Limitations & Future Work¶
- DualScale theoretically doubles FLOPs: Although latency overhead is eliminated through BatchedGEMM parallelization, the computational volume remains twice that of standard quantization, which may still be impactful in latency-critical inference scenarios. An adaptive strategy—enabling DualScale only for layers with severe polarity asymmetry (e.g., AdaNorm)—could be explored.
- Limited gains at low bit-widths: The advantage over SVDQuant under W4A8 is less pronounced than under W8A8, and extreme low-bit (W4A4) scenarios remain challenging. This is likely because weight quantization error itself becomes the bottleneck at 4-bit, and improvements on the activation side alone are insufficient to compensate.
- Limited to image generation: Validation on video generation (e.g., ViDiT-Q, Q-VDiT with temporal token scenarios) and 3D generation tasks has not been conducted. SegLinear's graph analysis is theoretically generalizable, but experimental evidence is needed.
- Calibration data requirement: The GPTQ variant still requires 32–256 calibration images; fully zero-shot PTQ is not feasible.
- SegLinear search space: The current implementation only matches known graph operation patterns (chunk/split/concat/reshape); for more complex custom operator graph structures, segmentation boundaries may not be automatically discovered.
Related Work & Insights¶
- Q-Diffusion: First identified the bimodal distribution problem caused by UNet skip-connections and addressed it with handcrafted segmentation—a non-generalizable special case and a direct inspiration for SegLinear.
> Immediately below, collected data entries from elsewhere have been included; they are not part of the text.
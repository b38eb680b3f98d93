use tracing::debug;

use common::{Result, Trade};

const BE_ACTIVATED: &str = "be_activated";

/// Convert a stop expressed relative to the open rate into one relative to
/// the current rate, the form the host expects from `custom_stoploss`.
///
/// `open_relative_stop` is a ratio of the open price (`0.002` locks in 0.2%),
/// `current_profit` the leveraged profit ratio. Never negative.
pub fn stoploss_from_open(
    open_relative_stop: f64,
    current_profit: f64,
    is_short: bool,
    leverage: f64,
) -> f64 {
    let leverage = if leverage > 0.0 { leverage } else { 1.0 };
    let p = current_profit / leverage;
    if (p == -1.0 && !is_short) || (p == 1.0 && is_short) {
        return 1.0;
    }

    let stop = if is_short {
        -1.0 + (1.0 - open_relative_stop / leverage) / (1.0 - p)
    } else {
        1.0 - (1.0 + open_relative_stop / leverage) / (1.0 + p)
    };
    (stop * leverage).max(0.0)
}

/// Move the stop to just above entry once the trade has run far enough.
///
/// Activation is remembered in custom data so the stop stays at break-even
/// after the price falls back under the trigger.
#[derive(Debug, Clone, Copy, PartialEq)]
pub struct BreakEven {
    /// Excursion that activates the break-even stop.
    pub trigger: f64,
    /// Profit locked in, relative to the open rate.
    pub offset: f64,
}

impl BreakEven {
    pub fn evaluate(&self, trade: &mut Trade, current_rate: f64, current_profit: f64) -> Result<Option<f64>> {
        let activated = trade.custom_data.get_bool(BE_ACTIVATED, false);
        let excursion = trade.excursion(current_rate)?;

        if !activated && excursion < self.trigger {
            return Ok(None);
        }
        if !activated {
            debug!(trade_id = %trade.id, excursion, trigger = self.trigger, "Break-even stop activated");
            trade.custom_data.set(BE_ACTIVATED, true);
        }
        Ok(Some(stoploss_from_open(
            self.offset,
            current_profit,
            trade.is_short(),
            trade.leverage,
        )))
    }
}

/// Trail a fixed distance behind the best rate once profit clears
/// `activation`, never below the entry price.
#[derive(Debug, Clone, Copy, PartialEq)]
pub struct MaxRateTrail {
    pub activation: f64,
    pub distance: f64,
}

impl MaxRateTrail {
    pub fn evaluate(&self, trade: &Trade, current_rate: f64, current_profit: f64) -> Option<f64> {
        if current_profit <= self.activation || current_rate <= 0.0 {
            return None;
        }
        let stop = if trade.is_short() {
            let stop_price = (trade.min_rate * (1.0 + self.distance)).min(trade.open_rate);
            stop_price / current_rate - 1.0
        } else {
            let stop_price = (trade.max_rate * (1.0 - self.distance)).max(trade.open_rate);
            1.0 - stop_price / current_rate
        };
        Some((stop * trade.leverage).max(0.0))
    }
}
SegQuant generalizes this from manual rules to automatic graph analysis.
- PTQ4DiT: Achieves strong performance on DiT by exploiting timestep-dynamic activation information, but is incompatible with static graph compilers—a canonical example of the "Compiler Gap" as defined by SegQuant.
- SmoothQuant / SVDQuant: Activation distribution smoothing and low-rank decomposition methods, integrated into SegQuant as pluggable Optimizers, validating the framework's compatibility.
- GPTQ: Hessian-based layer-wise reconstruction calibration, used as the default Calibrator in SegQuant.
- ViDiT-Q / Q-VDiT: Video diffusion quantization methods leveraging temporal redundancy and token-level adaptation. Complementary to SegQuant's general computational graph analysis approach and theoretically integrable as Calibrator components.
- TFMQ-DM / TAC-Diffusion: Temporal feature maintenance and timestep-aware calibration methods; orthogonal techniques that could be integrated as Calibrator components within the SegQuant framework.
Rating¶
- Novelty: ⭐⭐⭐⭐ — The "Compiler Gap" framing is novel and pragmatic; purely static graph-driven semantic quantization is distinctive; the hardware-native design of DualScale is particularly inventive.
- Experimental Thoroughness: ⭐⭐⭐⭐ — Three architectures (SD3.5-DiT / FLUX-DiT / SDXL-UNet), three precision levels (W8A8 / W4A8 / W8A8fp), three datasets, five evaluation metrics, and complete ablation studies.
- Writing Quality: ⭐⭐⭐⭐ — Clear framework hierarchy, precise and compelling problem definition (Compiler Gap), concise mathematical derivations, and information-rich figures and tables.
- Value: ⭐⭐⭐⭐⭐ — Directly applicable to industrial deployment; the modular design enables use as a unified quantization platform.